While the flyover may seem like an expensive solution to a problem we don't yet have, planning for it now (if not actually building it) will save money in the long run when passenger rail service grows.

Design Values

No matter how the midline overtake is ultimately configured, it must reflect design values that are clearly articulated.  One of these values should be compatibility between Caltrain and HSR.  It's not enough to talk about the "blended system" without actually taking the steps to make the two systems seamlessly interoperable, allowing any train to use any track to serve any platform.  This means no tracks can be dedicated to one operator at the exclusion of another.  Everything must be shared, including the platforms at the new mid-peninsula station.  This sharing contributes to another important value, robustness to service disruptions.  The fast-slow-slow-fast track layout is the key to ensuring that a commuter train delayed in Belmont won't create a statewide domino effect that eventually makes a train late in Los Angeles.  A third important value is future-proofing.  Infrastructure like the midline overtake will define what is possible (and not) for generations to come.  It would be short-sighted not to plan for a fast and seamless connection to the Dumbarton corridor, even if its future use isn't well-defined today.
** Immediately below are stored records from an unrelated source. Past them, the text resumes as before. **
//! Course catalog storage and indexing.
//!
//! The catalog keeps every course keyed by its normalized id, plus a sorted
//! index of those ids for ordered listing. A catalog starts empty and is
//! replaced wholesale by each successful load.
//!
//! ## Example
//!
//! ```rust,no_run
//! use course_planner::catalog::store::{CourseCatalog, Listing, Lookup};
//! use std::path::Path;
//!
//! let mut catalog = CourseCatalog::new();
//! catalog.load(Path::new("courses.csv")).unwrap();
//!
//! if let Listing::Courses(courses) = catalog.list_all() {
//!     for course in courses {
//!         println!("{}, {}", course.id, course.title);
//!     }
//! }
//!
//! match catalog.get("csci400") {
//!     Lookup::Found(course) => println!("{}", course.prerequisites_display()),
//!     Lookup::NotFound(id) => println!("{id} not found"),
//!     Lookup::NoData => println!("nothing loaded"),
//! }
//! ```

pub mod index;
pub mod store;
//! Centralized normalization helpers.

/// Field delimiter used by course data files.
pub const DELIMITER: char = ',';

/// Normalize a course identifier: trim surrounding whitespace and uppercase.
///
/// Applied identically to ids and prerequisite ids at load time and to
/// user input at query time, so lookups are case and whitespace insensitive.
///
/// # Examples
///
/// ```
/// use course_planner::utils::validation::normalize_id;
///
/// assert_eq!(normalize_id("  cs300 "), "CS300");
/// assert_eq!(normalize_id("CS300"), "CS300");
/// assert_eq!(normalize_id("   "), "");
/// ```
#[must_use]
pub fn normalize_id(raw: &str) -> String {
    raw.trim().to_uppercase()
}
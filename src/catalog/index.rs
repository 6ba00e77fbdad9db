use std::collections::HashMap;

use crate::core::types::CourseId;

/// Ascending list of every key in the catalog, used for ordered enumeration
#[derive(Debug, Clone, Default, PartialEq, Eq)]
pub struct SortedIndex {
    ids: Vec<CourseId>,
}

impl SortedIndex {
    /// Build the index from the keys of `by_id`
    pub fn build<V>(by_id: &HashMap<CourseId, V>) -> Self {
        let mut ids: Vec<CourseId> = by_id.keys().cloned().collect();
        ids.sort_unstable();
        Self { ids }
    }

    pub fn iter(&self) -> std::slice::Iter<'_, CourseId> {
        self.ids.iter()
    }

    pub fn len(&self) -> usize {
        self.ids.len()
    }

    pub fn is_empty(&self) -> bool {
        self.ids.is_empty()
    }
}

#[cfg(test)]
mod tests {
    use super::*;

    #[test]
    fn test_build_sorts_keys() {
        let mut by_id = HashMap::new();
        for raw in ["MATH201", "CSCI400", "CSCI100", "CSCI101"] {
            by_id.insert(CourseId::new(raw), ());
        }

        let index = SortedIndex::build(&by_id);
        let ids: Vec<&str> = index.iter().map(CourseId::as_str).collect();
        assert_eq!(ids, vec!["CSCI100", "CSCI101", "CSCI400", "MATH201"]);
    }

    #[test]
    fn test_build_empty() {
        let by_id: HashMap<CourseId, ()> = HashMap::new();
        assert!(SortedIndex::build(&by_id).is_empty());
    }
}
use serde::{Deserialize, Serialize};

use crate::core::types::CourseId;

/// A single course in the catalog
#[derive(Debug, Clone, PartialEq, Eq, Serialize, Deserialize)]
pub struct Course {
    /// Unique, normalized identifier
    pub id: CourseId,

    /// Human-readable title, case preserved
    pub title: String,

    /// Prerequisite ids in source order. Duplicates are kept and the ids are
    /// not checked against the catalog.
    #[serde(default)]
    pub prerequisites: Vec<CourseId>,
}

impl Course {
    pub fn new(id: &str, title: impl Into<String>) -> Self {
        Self {
            id: CourseId::new(id),
            title: title.into(),
            prerequisites: Vec::new(),
        }
    }

    #[must_use]
    pub fn with_prerequisites<'a>(mut self, prerequisites: impl IntoIterator<Item = &'a str>) -> Self {
        self.prerequisites = prerequisites.into_iter().map(CourseId::new).collect();
        self
    }

    pub fn has_prerequisites(&self) -> bool {
        !self.prerequisites.is_empty()
    }

    /// Prerequisites joined with `", "`, or `"None"` when there are none.
    pub fn prerequisites_display(&self) -> String {
        if self.has_prerequisites() {
            self.prerequisites
                .iter()
                .map(CourseId::as_str)
                .collect::<Vec<_>>()
                .join(", ")
        } else {
            "None".to_string()
        }
    }

    pub fn summary(&self) -> CourseSummary {
        CourseSummary {
            id: self.id.clone(),
            title: self.title.clone(),
        }
    }
}

/// The `(id, title)` pair produced when listing the catalog
#[derive(Debug, Clone, PartialEq, Eq, Serialize, Deserialize)]
pub struct CourseSummary {
    pub id: CourseId,
    pub title: String,
}

#[cfg(test)]
mod tests {
    use super::*;

    #[test]
    fn test_prerequisites_display() {
        let course = Course::new("cs300", "Software Design").with_prerequisites(["cs200", "cs101"]);
        assert_eq!(course.prerequisites_display(), "CS200, CS101");

        let course = Course::new("cs101", "Intro");
        assert!(!course.has_prerequisites());
        assert_eq!(course.prerequisites_display(), "None");
    }

    #[test]
    fn test_summary() {
        let course = Course::new("cs300", "Software Design");
        let summary = course.summary();
        assert_eq!(summary.id.as_str(), "CS300");
        assert_eq!(summary.title, "Software Design");
    }
}
use clap::Parser;
use tracing_subscriber::EnvFilter;

use course_planner::cli::{self, Commands};

fn main() -> anyhow::Result<()> {
    let cli = cli::Cli::parse();

    // Initialize logging based on verbosity flag
    let filter = if cli.verbose {
        EnvFilter::new("course_planner=debug,info")
    } else {
        EnvFilter::new("course_planner=warn")
    };

    tracing_subscriber::fmt()
        .with_env_filter(filter)
        .with_writer(std::io::stderr)
        .with_target(false)
        .without_time()
        .init();

    match cli.command.unwrap_or(Commands::Menu) {
        Commands::Menu => {
            cli::menu::run(&cli.catalog)?;
        }
        Commands::List => {
            cli::catalog::run_list(&cli.catalog, cli.format, cli.verbose)?;
        }
        Commands::Show(args) => {
            cli::catalog::run_show(args, &cli.catalog, cli.format, cli.verbose)?;
        }
    }

    Ok(())
}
The midline overtake is the key to an effective blended system.  When evaluating its design, ask yourself: is it compatible?  Is it robust?  Is it future-proof?

57 comments:

  1. If the narrow confines of Downtown San Mateo can be accounted for, how much utility would be gained by triple-tracking (or even quad-tracking?) from the Northern extent of your proposed overtake all the way up to Millbrae? If you're already doing 10 miles, adding 5 more to complete the widening between the two peninsular stations might add a great deal of flexibility.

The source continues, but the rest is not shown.